Publié le 20 octobre 2008 par Hrvatska

Plus à droite que la droite

L'Etat croate est selon les critères formels l'un des Etats politiques les plus à droite en Europe. Je ne peux pas trouver de pays européen où sur 21 années au total, en comptant cette période jusqu'aux prochaines élections puisque ce gouvernement restera certainement jusqu'à la fin du mandat, la droite ait été au pouvoir pendant 17 ans, a déclaré Mirjana Kasapovic, dans une interview pour le quotidien Glas Istre.

Il y a une semaine, durant les colloques de politologie à Opatija, le débat sur la situation et le développement de la politologie en Croatie a vécu sa catharsis politique, orageuse, après l'apparition du livre La sortie du pluriel qu'a rédigé, en se livrant à une étude approfondie, Mirjana Kasapovic, une professeur à la Faculté des sciences politiques de Zagreb.

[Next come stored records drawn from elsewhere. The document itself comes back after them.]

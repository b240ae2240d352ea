use std::error::Error;
use std::fs;
use std::path::{Path, PathBuf};

use assert_cmd::Command;
use predicates::prelude::*;
use regex::Regex;
use serde_json::json;
use tempfile::{tempdir, TempDir};

const BIN: &str = "form_core_cli";
const SCRIPT_ENV: &str = "FORM_CORE_CLI_SCRIPT";

fn cli() -> Result<Command, Box<dyn Error>> {
    let mut cmd = Command::cargo_bin(BIN)?;
    cmd.arg("--plain");
    Ok(cmd)
}

fn example_settings() -> Result<(TempDir, PathBuf), Box<dyn Error>> {
    let dir = tempdir()?;
    let path = dir.path().join("settings.json");
    cli()?.arg("init").arg(&path).assert().success();
    Ok((dir, path))
}

fn write_mixed_settings(path: &Path) -> Result<(), Box<dyn Error>> {
    let settings = json!({
        "formDefinitions": [
            {
                "title": "Current", "name": "current", "version": "1",
                "fields": [ { "name": "a", "description": "", "input": { "type": "text" } } ]
            },
            {
                "title": "Legacy", "name": "legacy",
                "fields": [ { "name": "b", "description": "", "input": { "type": "toggle" } } ]
            },
            {
                "title": "Broken", "name": "broken",
                "fields": [ { "name": "c", "input": { "type": "note" } } ]
            },
            { "fields": "garbage" }
        ]
    });
    fs::write(path, serde_json::to_string_pretty(&settings)?)?;
    Ok(())
}

#[test]
fn init_writes_example_form_once() -> Result<(), Box<dyn Error>> {
    let dir = tempdir()?;
    let path = dir.path().join("settings.json");

    cli()?
        .arg("init")
        .arg(&path)
        .assert()
        .success()
        .stdout(predicate::str::contains("with the example form"));
    assert!(fs::read_to_string(&path)?.contains("\"example-form\""));

    cli()?
        .arg("init")
        .arg(&path)
        .assert()
        .failure()
        .stderr(predicate::str::contains("already exists"));

    cli()?.args(["init", "--force"]).arg(&path).assert().success();
    let backups: Vec<String> = fs::read_dir(dir.path().join("backups"))?
        .map(|entry| entry.map(|entry| entry.file_name().to_string_lossy().into_owned()))
        .collect::<Result<_, _>>()?;
    let pattern = Regex::new(r"^settings_\d{8}_\d{4}_before-init\.json$")?;
    assert_eq!(backups.len(), 1);
    assert!(pattern.is_match(&backups[0]), "{backups:?}");
    Ok(())
}

#[test]
fn check_reports_then_writes_migrations() -> Result<(), Box<dyn Error>> {
    let dir = tempdir()?;
    let path = dir.path().join("settings.json");
    write_mixed_settings(&path)?;

    cli()?
        .arg("check")
        .arg(&path)
        .assert()
        .success()
        .stdout(
            predicate::str::contains("Current [current]: ok")
                .and(predicate::str::contains("Legacy [legacy]: migrated to version 1"))
                .and(predicate::str::contains("Form \"broken\" needs a manual fix"))
                .and(predicate::str::contains("2 usable, 1 need a manual fix, 1 invalid"))
                .and(predicate::str::contains("--write")),
        )
        .stderr(predicate::str::contains("Invalid form data"));

    cli()?
        .args(["check", "--write"])
        .arg(&path)
        .assert()
        .success()
        .stdout(predicate::str::contains("Saved migrated settings"));
    assert_eq!(fs::read_dir(dir.path().join("backups"))?.count(), 1);

    cli()?
        .arg("check")
        .arg(&path)
        .assert()
        .success()
        .stdout(
            predicate::str::contains("Legacy [legacy]: ok")
                .and(predicate::str::contains("--write").not()),
        );
    Ok(())
}

#[test]
fn script_mode_fills_and_renders_a_note() -> Result<(), Box<dyn Error>> {
    let (_dir, path) = example_settings()?;
    let answers = "Ada\n30\n\nyes\nTom, Felix\npasta\nreading\n7\nMathematician\n";

    cli()?
        .env(SCRIPT_ENV, "1")
        .arg("fill")
        .arg(&path)
        .arg("example-form")
        .write_stdin(answers)
        .assert()
        .success()
        .stdout(
            predicate::str::contains("catNames:\n  - Tom\n  - Felix")
                .and(predicate::str::contains("favoriteMeal: pasta"))
                .and(predicate::str::contains("happiness: 7"))
                .and(predicate::str::contains("# Ada\n\nMathematician\n")),
        );
    Ok(())
}

#[test]
fn script_mode_reasks_and_formats_as_dataview() -> Result<(), Box<dyn Error>> {
    let (_dir, path) = example_settings()?;
    // name skipped, age 12 hides bio, happiness out of range first.
    let answers = "\n12\n\nno\n\n\n42\n3\nAda\n";

    cli()?
        .env(SCRIPT_ENV, "1")
        .args(["fill", "--format", "dataview"])
        .arg(&path)
        .arg("example-form")
        .write_stdin(answers)
        .assert()
        .success()
        .stdout(
            predicate::str::contains("expected a number between 1 and 10")
                .and(predicate::str::contains("'Name' is required"))
                .and(predicate::str::contains(
                    "age:: 12\nhappiness:: 3\nlikesCats:: false\nname:: Ada",
                )),
        );
    Ok(())
}

#[test]
fn end_of_input_cancels_the_form() -> Result<(), Box<dyn Error>> {
    let (_dir, path) = example_settings()?;
    cli()?
        .env(SCRIPT_ENV, "1")
        .arg("fill")
        .arg(&path)
        .arg("example-form")
        .write_stdin("Ada\n")
        .assert()
        .success()
        .stdout(predicate::str::contains("Form \"example-form\" was cancelled."));
    Ok(())
}

#[test]
fn unreadable_answers_fail_instead_of_cancelling() -> Result<(), Box<dyn Error>> {
    let (_dir, path) = example_settings()?;
    cli()?
        .env(SCRIPT_ENV, "1")
        .arg("fill")
        .arg(&path)
        .arg("example-form")
        .write_stdin(vec![0xff, 0xfe, b'\n'])
        .assert()
        .failure()
        .stdout(predicate::str::contains("was cancelled").not())
        .stderr(predicate::str::contains("Error: IO error"));
    Ok(())
}

#[test]
fn unknown_form_is_an_error()-> Result<(), Box<dyn Error>> {
    let (_dir, path) = example_settings()?;
    cli()?
        .env(SCRIPT_ENV, "1")
        .arg("fill")
        .arg(&path)
        .arg("nope")
        .assert()
        .failure()
        .stderr(predicate::str::contains("Error: Unknown form \"nope\""));
    Ok(())
}

#[test]
fn render_uses_the_form_template() -> Result<(), Box<dyn Error>> {
    let (dir, path) = example_settings()?;
    let data = dir.path().join("data.json");
    fs::write(&data, json!({ "name": "Ada", "age": 30, "bio": "Hi" }).to_string())?;

    cli()?
        .arg("render")
        .arg(&path)
        .arg("example-form")
        .arg(&data)
        .assert()
        .success()
        .stdout(predicate::str::contains(
            "---\nage: 30\nname: Ada\n---\n# Ada\n\nHi\n",
        ));
    Ok(())
}

#[test]
fn template_command_prints_tokens_or_positioned_error() -> Result<(), Box<dyn Error>> {
    cli()?
        .args(["template", "Hello {{ name | upper }}"])
        .assert()
        .success()
        .stdout(
            predicate::str::contains("\"tag\": \"variable\"")
                .and(predicate::str::contains("\"transformation\": \"upper\"")),
        );

    cli()?
        .args(["template", "ok\n{{ broken"])
        .assert()
        .failure()
        .stderr(predicate::str::contains("(line 2, column 1)"));
    Ok(())
}

#[test]
fn template_command_flags_variables_without_fields() -> Result<(), Box<dyn Error>> {
    let (_dir, path) = example_settings()?;
    cli()?
        .args(["template", "{{ name }} aka {{ nickname }}", "--form", "example-form"])
        .arg("--settings")
        .arg(&path)
        .assert()
        .success()
        .stdout(predicate::str::contains(
            "Not fields of \"example-form\": nickname",
        ));
    Ok(())
}
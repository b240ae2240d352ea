use thiserror::Error;

use mform_config::ConfigError;
use mform_core::TemplateParseError;

/// Error type surfaced by the CLI front end.
#[derive(Debug, Error)]
pub enum FormCoreError {
    #[error("IO error: {0}")]
    Io(#[from] std::io::Error),
    #[error("Serialization error: {0}")]
    Serde(#[from] serde_json::Error),
    #[error("Settings error: {0}")]
    Config(#[from] ConfigError),
    #[error("Template error: {0}")]
    Template(#[from] TemplateParseError),
    #[error("Prompt error: {0}")]
    Prompt(#[from] dialoguer::Error),
    #[error("Unknown form \"{0}\"")]
    UnknownForm(String),
    #[error("Form \"{name}\" needs a manual fix before it can be used")]
    BrokenForm { name: String },
    #[error("Form \"{0}\" has no template")]
    MissingTemplate(String),
    #[error("{0}")]
    Message(String),
}

pub type FormCoreResult<T> = Result<T, FormCoreError>;
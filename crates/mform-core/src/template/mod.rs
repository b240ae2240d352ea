//! Note templates: parsing, rendering and cross-checks against a form.

mod executor;
mod parser;

use mform_domain::{FieldDefinition, ParsedTemplate, TemplateToken};

pub use executor::{execute_template, render_note_body};
pub use parser::{parse_template, TemplateErrorKind, TemplateParseError};

/// Rebuilds editable source text from parsed tokens.
///
/// Parsing the result yields the same tokens, unless a text token itself
/// contains `{{` or `{#`.
pub fn template_source(template: &ParsedTemplate) -> String {
    let mut out = String::new();
    for token in template {
        match token {
            TemplateToken::Text { value } => out.push_str(value),
            TemplateToken::Variable {
                value,
                transformation: Some(transformation),
            } => out.push_str(&format!("{{{{ {value} | {transformation} }}}}")),
            TemplateToken::Variable { value, .. } => out.push_str(&format!("{{{{{value}}}}}")),
            TemplateToken::FrontmatterCommand { pick, omit } => {
                out.push_str("{# frontmatter");
                if !pick.is_empty() {
                    out.push_str(" pick: ");
                    out.push_str(&pick.join(", "));
                }
                if !omit.is_empty() {
                    out.push_str(" omit: ");
                    out.push_str(&omit.join(", "));
                }
                out.push_str(" #}");
            }
        }
    }
    out
}

/// Every name the template reads (variables and frontmatter keys), in order
/// of first appearance.
pub fn template_variables(template: &ParsedTemplate) -> Vec<&str> {
    let mut names: Vec<&str> = Vec::new();
    for token in template {
        let referenced: Vec<&str> = match token {
            TemplateToken::Text { .. } => Vec::new(),
            TemplateToken::Variable { value, .. } => vec![value.as_str()],
            TemplateToken::FrontmatterCommand { pick, omit } => {
                pick.iter().chain(omit).map(String::as_str).collect()
            }
        };
        for name in referenced {
            if !names.contains(&name) {
                names.push(name);
            }
        }
    }
    names
}

/// Names the template reads that no field provides.
pub fn unknown_template_variables<'a>(
    template: &'a ParsedTemplate,
    fields: &[FieldDefinition],
) -> Vec<&'a str> {
    template_variables(template)
        .into_iter()
        .filter(|name| !fields.iter().any(|field| field.name == *name))
        .collect()
}
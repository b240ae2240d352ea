use mform_domain::{FormDefinition, FormTemplate, FormVersion, ParsedTemplate};
use serde_json::Value;

use super::field::validate_fields_at;
use super::{ObjectReader, SchemaError, ValidationIssue};

/// Parses a form against the current (`version: "1"`) schema.
pub fn parse_form_v1(raw: &Value) -> Result<FormDefinition, SchemaError> {
    let mut reader = ObjectReader::new(raw, "");
    let title = reader.non_empty_string("title");
    let name = reader.non_empty_string("name");
    let custom_classname = reader.optional_string("customClassname");
    let version_ok = reader.literal("version", FormVersion::CURRENT.as_str());

    let fields = match reader.array("fields") {
        Some(items) => match validate_fields_at(items, "fields") {
            Ok(fields) => Some(fields),
            Err(issues) => {
                reader.extend(issues);
                None
            }
        },
        None => None,
    };

    let template = match reader.get("template").filter(|value| !value.is_null()) {
        Some(value) => match parse_template_block(value) {
            Ok(template) => Some(template),
            Err(err) => {
                reader.extend(err.issues);
                None
            }
        },
        None => None,
    };

    match (title, name, fields) {
        (Some(title), Some(name), Some(fields)) if version_ok && reader.is_valid() => {
            Ok(FormDefinition {
                title,
                name,
                custom_classname,
                version: FormVersion::CURRENT,
                fields,
                template,
            })
        }
        _ => Err(SchemaError::new(reader.into_issues())),
    }
}

/// Parses a `{ createCommand, parsedTemplate }` block.
pub fn parse_template_block(raw: &Value) -> Result<FormTemplate, SchemaError> {
    let mut reader = ObjectReader::new(raw, "template");
    let create_command = reader.required_bool("createCommand");
    let parsed_template = match reader.get("parsedTemplate") {
        Some(tokens) => match serde_json::from_value::<ParsedTemplate>(tokens.clone()) {
            Ok(template) => Some(template),
            Err(err) => {
                reader.push("parsedTemplate", format!("invalid template tokens: {err}"));
                None
            }
        },
        None => {
            if reader.is_object() {
                reader.push("parsedTemplate", "is required");
            }
            None
        }
    };

    match (create_command, parsed_template) {
        (Some(create_command), Some(parsed_template)) if reader.is_valid() => Ok(FormTemplate {
            create_command,
            parsed_template,
        }),
        _ => {
            let issues: Vec<ValidationIssue> = reader.into_issues();
            Err(SchemaError::new(issues))
        }
    }
}
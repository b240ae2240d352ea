use form_core::{cli::run_cli, init};

fn main() {
    init();

    if let Err(err) = run_cli() {
        eprintln!("Error: {err}");
        std::process::exit(1);
    }
}
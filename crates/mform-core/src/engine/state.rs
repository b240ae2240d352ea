use std::collections::BTreeMap;
use std::fmt;

use mform_domain::{FieldValue, FormData, InputKind};

/// Lifecycle of one form session.
#[derive(Debug, Clone, Copy, Default, PartialEq, Eq)]
pub enum FormStatus {
    #[default]
    Draft,
    Submitted,
    Cancelled,
}

impl FormStatus {
    pub fn as_str(self) -> &'static str {
        match self {
            FormStatus::Draft => "draft",
            FormStatus::Submitted => "submitted",
            FormStatus::Cancelled => "cancelled",
        }
    }
}

impl fmt::Display for FormStatus {
    fn fmt(&self, f: &mut fmt::Formatter<'_>) -> fmt::Result {
        f.write_str(self.as_str())
    }
}

/// Validation rule attached to a registered field.
#[derive(Debug, Clone, PartialEq, Eq)]
pub enum FieldRule {
    Required { message: String },
}

impl FieldRule {
    /// `'<label>' is required`.
    pub fn required(label: &str) -> Self {
        FieldRule::Required {
            message: format!("'{label}' is required"),
        }
    }

    pub fn check(&self, value: Option<&FieldValue>) -> Result<(), String> {
        match self {
            FieldRule::Required { message } => match value {
                Some(value) if !value.is_empty() => Ok(()),
                _ => Err(message.clone()),
            },
        }
    }
}

#[derive(Debug, Clone, Default, PartialEq)]
pub struct FieldState {
    pub value: Option<FieldValue>,
    pub rule: Option<FieldRule>,
    pub errors: Vec<String>,
}

/// Everything a session knows, keyed by field name.
#[derive(Debug, Clone, Default, PartialEq)]
pub struct FormState {
    pub status: FormStatus,
    pub fields: BTreeMap<String, FieldState>,
}

impl FormState {
    pub fn value(&self, name: &str) -> Option<&FieldValue> {
        self.fields.get(name).and_then(|field| field.value.as_ref())
    }

    pub fn errors(&self, name: &str) -> &[String] {
        self.fields
            .get(name)
            .map(|field| field.errors.as_slice())
            .unwrap_or_default()
    }

    pub fn is_valid(&self) -> bool {
        self.fields.values().all(|field| field.errors.is_empty())
    }

    /// Flat result map; unset and empty values are left out.
    pub fn data(&self) -> FormData {
        self.fields
            .iter()
            .filter_map(|(name, field)| match &field.value {
                Some(value) if !value.is_empty() => Some((name.clone(), value.clone())),
                _ => None,
            })
            .collect()
    }

    pub(crate) fn set_value(&mut self, name: &str, value: Option<FieldValue>) -> bool {
        match self.fields.get_mut(name) {
            Some(field) => {
                field.value = value;
                field.errors.clear();
                true
            }
            None => false,
        }
    }

    /// Runs every rule, replacing each field's errors. Returns whether all
    /// rules passed.
    pub(crate) fn validate(&mut self) -> bool {
        let mut valid = true;
        for field in self.fields.values_mut() {
            field.errors = match &field.rule {
                Some(rule) => match rule.check(field.value.as_ref()) {
                    Ok(()) => Vec::new(),
                    Err(message) => {
                        valid = false;
                        vec![message]
                    }
                },
                None => Vec::new(),
            };
        }
        valid
    }
}

/// Numeric inputs store parsed numbers; anything unparseable stays as typed.
pub(crate) fn coerce_value(kind: InputKind, value: FieldValue) -> FieldValue {
    if !kind.is_numeric() {
        return value;
    }
    match value {
        FieldValue::Text(text) => match text.trim().parse::<f64>() {
            Ok(number) if number.is_finite() => FieldValue::Number(number),
            _ => FieldValue::Text(text),
        },
        other => other,
    }
}

#[cfg(test)]
mod tests {
    use super::*;

    #[test]
    fn required_rule_uses_emptiness_by_kind() {
        let rule = FieldRule::required("Name");
        assert_eq!(rule.check(None), Err("'Name' is required".to_string()));
        assert!(rule.check(Some(&"".into())).is_err());
        assert!(rule.check(Some(&FieldValue::List(Vec::new()))).is_err());
        assert!(rule.check(Some(&0.into())).is_ok());
        assert!(rule.check(Some(&false.into())).is_ok());
    }

    #[test]
    fn numeric_coercion() {
        assert_eq!(
            coerce_value(InputKind::Number, "19.99".into()),
            FieldValue::Number(19.99)
        );
        assert_eq!(
            coerce_value(InputKind::Slider, " 4 ".into()),
            FieldValue::Number(4.0)
        );
        assert_eq!(
            coerce_value(InputKind::Number, "not-a-number".into()),
            FieldValue::from("not-a-number")
        );
        assert_eq!(
            coerce_value(InputKind::Number, "NaN".into()),
            FieldValue::from("NaN")
        );
        assert_eq!(
            coerce_value(InputKind::Text, "42".into()),
            FieldValue::from("42")
        );
    }

    #[test]
    fn data_omits_unset_and_empty_fields() {
        let mut state = FormState::default();
        state.fields.insert(
            "a".into(),
            FieldState {
                value: Some("x".into()),
                ..FieldState::default()
            },
        );
        state.fields.insert("b".into(), FieldState::default());
        for (name, value) in [("c", "".into()), ("d", FieldValue::List(Vec::new()))] {
            state.fields.insert(
                name.into(),
                FieldState {
                    value: Some(value),
                    ..FieldState::default()
                },
            );
        }
        state.fields.insert(
            "e".into(),
            FieldState {
                value: Some(false.into()),
                ..FieldState::default()
            },
        );
        let data = state.data();
        assert_eq!(data.len(), 2);
        assert_eq!(data.get("a"), Some(&FieldValue::from("x")));
        assert_eq!(data.get("e"), Some(&FieldValue::from(false)));
    }
}
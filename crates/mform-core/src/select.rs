use mform_domain::FormData;

/// Projects `data` onto a subset of its keys.
///
/// A non-empty `pick` keeps only those keys; `omit` is then removed from
/// whatever is left. `data` is not modified.
pub fn select_keys<S: AsRef<str>>(data: &FormData, pick: &[S], omit: &[S]) -> FormData {
    data.iter()
        .filter(|(key, _)| pick.is_empty() || pick.iter().any(|picked| picked.as_ref() == *key))
        .filter(|(key, _)| !omit.iter().any(|omitted| omitted.as_ref() == *key))
        .map(|(key, value)| (key.clone(), value.clone()))
        .collect()
}
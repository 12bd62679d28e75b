#![no_main]

use kubecis::controls::{Check, Group};
use kubecis::filter::{FilterOpts, RunFilter};
use libfuzzer_sys::fuzz_target;

fuzz_target!(|data: &[u8]| {
    if let Ok(input) = std::str::from_utf8(data) {
        // First half is the group list, second half the check list
        let split = input.len() / 2;
        let (groups, checks) = match (input.get(..split), input.get(split..)) {
            (Some(g), Some(c)) => (g, c),
            _ => (input, ""),
        };

        let opts = FilterOpts {
            group_list: FilterOpts::parse_list(groups),
            check_list: FilterOpts::parse_list(checks),
            ..FilterOpts::default()
        };

        // Compilation fails only when both lists are non-empty
        match RunFilter::compile(&opts) {
            Ok(filter) => {
                let group = Group { id: groups.to_string(), ..Group::default() };
                let check = Check { id: checks.to_string(), ..Check::default() };
                let _ = filter.matches(&group, &check);
            }
            Err(_) => assert!(!opts.group_list.is_empty() && !opts.check_list.is_empty()),
        }
    }
});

Cependant, l'idée de discuter tout d'abord avec la professeur Kasapovic de la situation actuelle de la politologie croate, puis seulement alors du regard qu'ont les politologues sur la politique croate, ses institutions et acteurs, a été infléchie par la nouvelle sur le meurtre d'Ivana Hodak et par la réaction du Premier ministre Sanader qui a limogé deux ministres et désigné leurs successeurs.

Il y a une dizaine de jours, le Premier ministre avait refusé avec indignation la demande de l'opposition et d'une grande partie de l'opinion que soit remplacé le ministre Roncevic. Maintenant, non seulement l'a-t-il remplacé mais aussi la ministre Lovrin. Qu'est-ce qui a subitement changé en lui ?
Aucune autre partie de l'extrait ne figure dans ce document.